▸ DIRECTIONS FOR THIS TASK:
State how many lines of the data below hold the string "used", giving nothing but the number.

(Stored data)

————————

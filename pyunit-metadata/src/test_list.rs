// Copyright (c) The nextest Contributors
// SPDX-License-Identifier: MIT OR Apache-2.0

use camino::Utf8PathBuf;
use serde::{Deserialize, Serialize};
use std::fmt;

/// The execution status of a test node.
///
/// Every node starts out as [`TestStatus::Idle`] after discovery. Other states are set by an
/// execution subsystem.
#[derive(Clone, Copy, Debug, Default, Eq, PartialEq, Hash, Deserialize, Serialize)]
#[serde(rename_all = "kebab-case")]
pub enum TestStatus {
    /// The test has not been run.
    #[default]
    Idle,

    /// The test is currently running.
    Running,

    /// The test passed.
    Passed,

    /// The test failed.
    Failed,

    /// The test errored out, for example because of an exception in a fixture.
    Error,

    /// The test was skipped.
    Skipped,
}

impl TestStatus {
    /// Returns the string representations of all known variants.
    pub fn variants() -> &'static [&'static str] {
        &["idle", "running", "passed", "failed", "error", "skipped"]
    }

    /// Returns the string representation of this status.
    pub fn as_str(self) -> &'static str {
        match self {
            Self::Idle => "idle",
            Self::Running => "running",
            Self::Passed => "passed",
            Self::Failed => "failed",
            Self::Error => "error",
            Self::Skipped => "skipped",
        }
    }
}

impl fmt::Display for TestStatus {
    fn fmt(&self, f: &mut fmt::Formatter<'_>) -> fmt::Result {
        f.write_str(self.as_str())
    }
}

/// A single test function, the leaf of the test tree.
#[derive(Clone, Debug, PartialEq, Deserialize, Serialize)]
#[serde(rename_all = "kebab-case")]
pub struct TestFunction {
    /// The function name, e.g. `test_one`.
    pub name: String,

    /// The fully-qualified identifier used to run this test, e.g. `pkg.mod.TestA.test_one`.
    pub name_to_run: String,

    /// The execution status.
    pub status: TestStatus,

    /// Elapsed time in seconds.
    pub time: f64,
}

impl TestFunction {
    /// Creates a new, idle test function.
    pub fn new(name: impl Into<String>, name_to_run: impl Into<String>) -> Self {
        Self {
            name: name.into(),
            name_to_run: name_to_run.into(),
            status: TestStatus::Idle,
            time: 0.0,
        }
    }
}

/// A test suite, corresponding to a test class.
#[derive(Clone, Debug, PartialEq, Deserialize, Serialize)]
#[serde(rename_all = "kebab-case")]
pub struct TestSuite {
    /// The class name.
    pub name: String,

    /// The name used to run this suite. Suites within a file are unique by this name.
    pub name_to_run: String,

    /// Test functions within this suite, in discovery order.
    pub functions: Vec<TestFunction>,

    /// Nested suites, for nested test classes.
    pub suites: Vec<TestSuite>,

    /// Whether this suite is a `unittest.TestCase` class.
    pub is_unit_test: bool,

    /// Whether this suite is an instance rather than a class reference.
    pub is_instance: bool,

    /// The execution status.
    pub status: TestStatus,

    /// Elapsed time in seconds.
    pub time: f64,
}

impl TestSuite {
    /// Creates a new, empty suite for a `unittest.TestCase` class.
    pub fn new_unit_test(class_name: impl Into<String>) -> Self {
        let class_name = class_name.into();
        Self {
            name: class_name.clone(),
            name_to_run: class_name,
            functions: Vec::new(),
            suites: Vec::new(),
            is_unit_test: true,
            is_instance: false,
            status: TestStatus::Idle,
            time: 0.0,
        }
    }
}

/// A Python source file containing tests.
#[derive(Clone, Debug, PartialEq, Deserialize, Serialize)]
#[serde(rename_all = "kebab-case")]
pub struct TestFile {
    /// The base name of the file, e.g. `test_foo.py`.
    pub name: String,

    /// The absolute path to the file. Files are unique by this path.
    pub full_path: Utf8PathBuf,

    /// Suites within this file, in discovery order.
    pub suites: Vec<TestSuite>,

    /// Module-level test functions.
    pub functions: Vec<TestFunction>,

    /// A hint for running this file, seeded from the first test discovered in it.
    pub name_to_run: String,

    /// The execution status.
    pub status: TestStatus,

    /// Elapsed time in seconds.
    pub time: f64,
}

impl TestFile {
    /// Creates a new, empty test file.
    pub fn new(full_path: impl Into<Utf8PathBuf>, name_to_run: impl Into<String>) -> Self {
        let full_path = full_path.into();
        Self {
            name: full_path.file_name().unwrap_or_default().to_owned(),
            full_path,
            suites: Vec::new(),
            functions: Vec::new(),
            name_to_run: name_to_run.into(),
            status: TestStatus::Idle,
            time: 0.0,
        }
    }

    /// Returns the number of test functions in this file, including those in suites.
    pub fn function_count(&self) -> usize {
        self.functions.len()
            + self
                .suites
                .iter()
                .map(|suite| suite.functions.len())
                .sum::<usize>()
    }
}

/// Serializable form of a discovered test tree.
#[derive(Clone, Debug, PartialEq, Deserialize, Serialize)]
#[serde(rename_all = "kebab-case")]
pub struct TestListSummary {
    /// The directory that test file paths were resolved against.
    pub tests_dir: Utf8PathBuf,

    /// The number of test functions across all files.
    pub test_count: usize,

    /// The test tree, in discovery order.
    pub test_files: Vec<TestFile>,
}

/// A test function along with references to its parents.
#[derive(Clone, Debug, PartialEq, Deserialize, Serialize)]
#[serde(rename_all = "kebab-case")]
pub struct FlattenedTestFunction {
    /// The fully-qualified identifier of the function.
    pub name_to_run: String,

    /// The dotted class name used in XML reports: the identifier without its function name.
    pub xml_class_name: String,

    /// The `name_to_run` of the parent suite, or `None` for module-level functions.
    pub parent_suite: Option<String>,

    /// The full path of the parent file.
    pub parent_file: Utf8PathBuf,

    /// The execution status.
    pub status: TestStatus,
}

/// A test suite along with a reference to its file.
#[derive(Clone, Debug, Eq, PartialEq, Deserialize, Serialize)]
#[serde(rename_all = "kebab-case")]
pub struct FlattenedTestSuite {
    /// The `name_to_run` of the suite.
    pub name_to_run: String,

    /// The dotted class name used in XML reports.
    pub xml_class_name: String,

    /// The full path of the parent file.
    pub parent_file: Utf8PathBuf,

    /// The number of functions directly within this suite.
    pub function_count: usize,
}

/// A directory containing test files, or other directories that do.
#[derive(Clone, Debug, Eq, PartialEq, Deserialize, Serialize)]
#[serde(rename_all = "kebab-case")]
pub struct TestFolder {
    /// The path of this folder relative to the tests directory. The tests directory itself is
    /// named `.`.
    pub name: String,

    /// The absolute path to the folder.
    pub full_path: Utf8PathBuf,

    /// Test files directly within this folder, in discovery order.
    pub test_files: Vec<Utf8PathBuf>,

    /// Child folders, in discovery order.
    pub folders: Vec<Utf8PathBuf>,

    /// The execution status.
    pub status: TestStatus,
}

/// Counts of test results across a test tree.
#[derive(Clone, Copy, Debug, Default, Eq, PartialEq, Deserialize, Serialize)]
#[serde(rename_all = "kebab-case")]
pub struct TestsSummary {
    /// The number of passed tests.
    pub passed: usize,

    /// The number of failed tests.
    pub failures: usize,

    /// The number of tests that errored out.
    pub errors: usize,

    /// The number of skipped tests.
    pub skipped: usize,
}

impl TestsSummary {
    /// Adds a single test status to the summary.
    pub fn record(&mut self, status: TestStatus) {
        match status {
            TestStatus::Passed => self.passed += 1,
            TestStatus::Failed => self.failures += 1,
            TestStatus::Error => self.errors += 1,
            TestStatus::Skipped => self.skipped += 1,
            TestStatus::Idle | TestStatus::Running => {}
        }
    }
}

/// The flattened form of a discovered test tree.
#[derive(Clone, Debug, PartialEq, Deserialize, Serialize)]
#[serde(rename_all = "kebab-case")]
pub struct FlattenedTests {
    /// Summary counts.
    pub summary: TestsSummary,

    /// The test tree, in discovery order.
    pub test_files: Vec<TestFile>,

    /// Every test function in the tree.
    pub test_functions: Vec<FlattenedTestFunction>,

    /// Every test suite in the tree.
    pub test_suites: Vec<FlattenedTestSuite>,

    /// Every folder that contains a test file, directly or indirectly.
    pub test_folders: Vec<TestFolder>,

    /// Full paths of the folders that have no parent folder.
    pub root_test_folders: Vec<Utf8PathBuf>,
}

#[cfg(test)]
mod tests {
    use super::*;
    use test_case::test_case;

    #[test_case(TestStatus::Idle, "\"idle\"" ; "idle")]
    #[test_case(TestStatus::Passed, "\"passed\"" ; "passed")]
    #[test_case(TestStatus::Skipped, "\"skipped\"" ; "skipped")]
    fn status_serializes_lowercase(status: TestStatus, expected: &str) {
        assert_eq!(serde_json::to_string(&status).unwrap(), expected);
        assert_eq!(format!("\"{status}\""), expected);
    }

    #[test]
    fn status_variants_match_as_str() {
        let all = [
            TestStatus::Idle,
            TestStatus::Running,
            TestStatus::Passed,
            TestStatus::Failed,
            TestStatus::Error,
            TestStatus::Skipped,
        ];
        let names: Vec<_> = all.iter().map(|status| status.as_str()).collect();
        assert_eq!(names, TestStatus::variants());
    }

    #[test]
    fn summary_ignores_idle_and_running() {
        let mut summary = TestsSummary::default();
        for status in [
            TestStatus::Idle,
            TestStatus::Running,
            TestStatus::Passed,
            TestStatus::Passed,
            TestStatus::Failed,
            TestStatus::Error,
            TestStatus::Skipped,
        ] {
            summary.record(status);
        }
        assert_eq!(
            summary,
            TestsSummary {
                passed: 2,
                failures: 1,
                errors: 1,
                skipped: 1,
            }
        );
    }

    #[test]
    fn new_file_takes_basename() {
        let file = TestFile::new("/repo/tests/test_foo.py", "TestFoo.test_bar");
        assert_eq!(file.name, "test_foo.py");
        assert_eq!(file.status, TestStatus::Idle);
        assert_eq!(file.function_count(), 0);
    }
}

————————

▸ EXPECTED ANSWER:
4